If only her colleagues performed with equal facility. Unfortunately, Blue’s remarkable gifts often outweighed and overwhelmed her most important partner—Dmytro Popov, as Rodolfo. This was especially evident during Act I. While Blue’s “Sì, mi chiamano Mimì” displayed exceptional musical polish, Popov struggled through the more demanding passages of “Che gelida manina.” He strained when singing above the passaggio. He did not deliver an acceptable high C. As a result, the scene’s overall effect was disappointing and anticlimactic.

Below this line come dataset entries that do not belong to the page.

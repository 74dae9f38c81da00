// SPDX-License-Identifier: BUSL-1.1
// Copyright (c) 2026 Alfred Jean LLC

//! Delay arithmetic converting belt speed and station distances into fire
//! times. Pure functions, anchored on the trigger timestamp.

use std::time::Duration;

use tokio::time::Instant;

/// Base labeling hold time.
const LABELING_BASE: f64 = 2.0;
/// Extra hold per detected fruit.
const LABELING_PER_FRUIT: f64 = 0.3;
/// Hold ceiling.
const LABELING_CAP: f64 = 10.0;

/// Station distances and the preroll compensation, snapshotted from config.
#[derive(Debug, Clone, Copy)]
pub struct LineGeometry {
    pub distance_camera_to_labeler_m: f64,
    pub distance_labeler_to_diverter_m: f64,
    pub preroll: Duration,
}

/// The planned fire times for one trigger.
#[derive(Debug, Clone, Copy)]
pub struct FirePlan {
    /// When the labeler group fires.
    pub fire_at: Instant,
    /// When the diverter flap starts moving.
    pub divert_at: Instant,
    /// Labeler hold time.
    pub labeling_duration: Duration,
}

/// Belt travel time over `distance_m` at `speed_mps`.
pub fn belt_time(distance_m: f64, speed_mps: f64) -> Duration {
    if speed_mps <= 0.0 {
        return Duration::ZERO;
    }
    Duration::from_secs_f64(distance_m / speed_mps)
}

/// Hold time: `2.0 s + 0.3 s per fruit`, capped at 10 s.
pub fn labeling_duration(fruit_count: usize) -> Duration {
    Duration::from_secs_f64((LABELING_BASE + LABELING_PER_FRUIT * fruit_count as f64).min(LABELING_CAP))
}

/// Plan the fire times for a trigger at `t0`.
///
/// The labeler fires after the belt carries the fruit to the labeler
/// station, pushed out by any pending positioner move and the preroll
/// compensation; the diverter fires one more belt leg later. Belt speed is
/// snapshotted by the caller at scheduling time.
pub fn plan(
    t0: Instant,
    positioner_move: Duration,
    belt_speed_mps: f64,
    geometry: &LineGeometry,
    fruit_count: usize,
) -> FirePlan {
    let to_labeler = belt_time(geometry.distance_camera_to_labeler_m, belt_speed_mps);
    let to_diverter = belt_time(geometry.distance_labeler_to_diverter_m, belt_speed_mps);
    let fire_at = t0 + positioner_move + to_labeler + geometry.preroll;
    FirePlan {
        fire_at,
        divert_at: fire_at + to_diverter,
        labeling_duration: labeling_duration(fruit_count),
    }
}

#[cfg(test)]
#[path = "schedule_tests.rs"]
mod tests;
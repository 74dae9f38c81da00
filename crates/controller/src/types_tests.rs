// SPDX-License-Identifier: BUSL-1.1
// Copyright (c) 2026 Alfred Jean LLC

use super::*;

fn detection(category: FruitCategory, confidence: f64) -> Detection {
    Detection {
        class_id: category.class_id(),
        category,
        confidence,
        bbox: BoundingBox { x1: 100, y1: 100, x2: 200, y2: 200 },
        quality_score: 0.8,
    }
}

fn analysis(detections: Vec<Detection>) -> FrameAnalysis {
    let fruit_count = detections.len();
    FrameAnalysis {
        frame_id: uuid::Uuid::new_v4(),
        frame_hash: "abc".to_owned(),
        detections,
        fruit_count,
        timing: AnalysisTiming::default(),
        quality: AnalysisQuality::Good,
        frame_shape: (640, 480),
        lighting_score: 0.8,
        blur_score: 0.8,
    }
}

// ── category/group wiring ─────────────────────────────────────────────

#[test]
fn group_mapping_is_fixed() {
    assert_eq!(FruitCategory::Apple.labeler_ids(), &[0, 1]);
    assert_eq!(FruitCategory::Pear.labeler_ids(), &[2, 3]);
    assert_eq!(FruitCategory::Lemon.labeler_ids(), &[4, 5]);
    assert_eq!(FruitCategory::Unknown.labeler_ids(), &[] as &[usize]);
}

#[test]
fn group_roundtrip() {
    for category in FruitCategory::ACTUATED {
        let group = category.group().unwrap();
        assert_eq!(FruitCategory::from_group(group), Some(category));
    }
    assert_eq!(FruitCategory::Unknown.group(), None);
    assert_eq!(FruitCategory::from_group(7), None);
}

#[test]
fn unknown_class_id_maps_to_unknown() {
    assert_eq!(FruitCategory::from_class_id(99), FruitCategory::Unknown);
    assert_eq!(FruitCategory::from_class_id(3), FruitCategory::Unknown);
}

// ── priorities ────────────────────────────────────────────────────────

#[test]
fn priority_ordering_matches_urgency() {
    assert!(ProcessingPriority::Critical.value() < ProcessingPriority::High.value());
    assert!(ProcessingPriority::High.value() < ProcessingPriority::Normal.value());
    assert!(ProcessingPriority::Normal.value() < ProcessingPriority::Low.value());
}

#[test]
fn only_high_and_critical_may_evict() {
    assert!(ProcessingPriority::Critical.may_evict());
    assert!(ProcessingPriority::High.may_evict());
    assert!(!ProcessingPriority::Normal.may_evict());
    assert!(!ProcessingPriority::Low.may_evict());
}

// ── quality scoring ───────────────────────────────────────────────────

#[test]
fn quality_score_is_clamped() {
    assert_eq!(detection_quality_score(2.0, 1_000_000, 1.0, 2.0), 1.0);
    assert!(detection_quality_score(0.0, 0, 5.0, 0.0) >= 0.0);
}

#[test]
fn perfect_detection_scores_high() {
    // Full confidence, large square box far from the edge.
    let score = detection_quality_score(1.0, 10_000, 1.0, 1.0);
    assert!(score > 0.99);
}

#[test]
fn grade_thresholds() {
    assert_eq!(AnalysisQuality::from_score(0.95), AnalysisQuality::Excellent);
    assert_eq!(AnalysisQuality::from_score(0.8), AnalysisQuality::Good);
    assert_eq!(AnalysisQuality::from_score(0.65), AnalysisQuality::Acceptable);
    assert_eq!(AnalysisQuality::from_score(0.3), AnalysisQuality::Poor);
}

#[test]
fn empty_detections_grade_failed() {
    assert_eq!(FrameAnalysis::grade(&[], 1.0, 1.0), AnalysisQuality::Failed);
}

// ── majority category ─────────────────────────────────────────────────

#[test]
fn majority_wins() {
    let a = analysis(vec![
        detection(FruitCategory::Pear, 0.9),
        detection(FruitCategory::Pear, 0.8),
        detection(FruitCategory::Apple, 0.95),
    ]);
    assert_eq!(a.majority_category(), Some(FruitCategory::Pear));
}

#[test]
fn tie_breaks_apple_over_pear_over_lemon() {
    let a = analysis(vec![
        detection(FruitCategory::Lemon, 0.9),
        detection(FruitCategory::Pear, 0.9),
    ]);
    assert_eq!(a.majority_category(), Some(FruitCategory::Pear));

    let a = analysis(vec![
        detection(FruitCategory::Apple, 0.5),
        detection(FruitCategory::Lemon, 0.99),
    ]);
    assert_eq!(a.majority_category(), Some(FruitCategory::Apple));
}

#[test]
fn unknown_never_wins() {
    let a = analysis(vec![
        detection(FruitCategory::Unknown, 0.99),
        detection(FruitCategory::Unknown, 0.98),
    ]);
    assert_eq!(a.majority_category(), None);
}

#[test]
fn empty_has_no_majority() {
    assert_eq!(analysis(vec![]).majority_category(), None);
}

// ── bounding boxes ────────────────────────────────────────────────────

#[test]
fn bbox_geometry() {
    let b = BoundingBox { x1: 10, y1: 20, x2: 110, y2: 70 };
    assert_eq!(b.width(), 100);
    assert_eq!(b.height(), 50);
    assert_eq!(b.area(), 5000);
    assert_eq!(b.center(), (60, 45));
    assert!((b.aspect_ratio() - 2.0).abs() < f64::EPSILON);
}

#[test]
fn edge_distance_normalised_by_short_dimension() {
    let b = BoundingBox { x1: 48, y1: 100, x2: 200, y2: 200 };
    // Nearest edge is x1=48; short dimension 480.
    let d = b.edge_distance(640, 480);
    assert!((d - 0.1).abs() < 1e-9);
}

#[test]
fn edge_distance_clamps_out_of_frame_boxes() {
    let b = BoundingBox { x1: -5, y1: 0, x2: 700, y2: 500 };
    assert_eq!(b.edge_distance(640, 480), 0.0);
}

// ── commands ──────────────────────────────────────────────────────────

#[tokio::test(start_paused = true)]
async fn labeling_command_staleness() {
    let now = Instant::now();
    let cmd = LabelingCommand {
        target_group: 0,
        duration: Duration::from_secs(2),
        intensity_pct: 100.0,
        issued_at: now,
        deadline_at: now + Duration::from_secs(5),
    };
    assert!(!cmd.is_stale(now));
    assert!(cmd.is_stale(now + Duration::from_secs(6)));
}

Similarly, Brigitta Kele flubbed her big moment in Act II. The singer looked perfectly coquettish as Musetta, but she sounded shrill while attempting notes above the staff. Moreover, her screeched high B in “Musetta’s Waltz” did not diminish to piano, as the composer’s dynamic markings indicate. Fortunately, as Marcello, Lucas Meachem provided some necessary drama with his round, robust baritone.

Duncan Rock (in his debut) and David Soar were affable and adequate as Schaunard and Colline; they added nothing special to the proceedings. However, their consistent, comprehensive performances brought a limber, spontaneous element to an uneven ensemble. Similarly, Paul Plishka was unexceptional as both Benoit and Alcindoro.

Alexander Soddy coaxed from the Metropolitan Opera Orchestra all the romance and grandeur the score affords. The precision and dexterity with which they played especially illuminated Mimi’s Act III aria, “Donde lieta uscì”—a performance of startling grandeur.

To be sure, if there was any reason to recommend this performance, it was Blue—her voice indeed must be heard. Otherwise, once again to encounter this redundant iteration of the opera, with its nostalgic embellishments and overreliance on supernumeraries, is to risk having a seizure.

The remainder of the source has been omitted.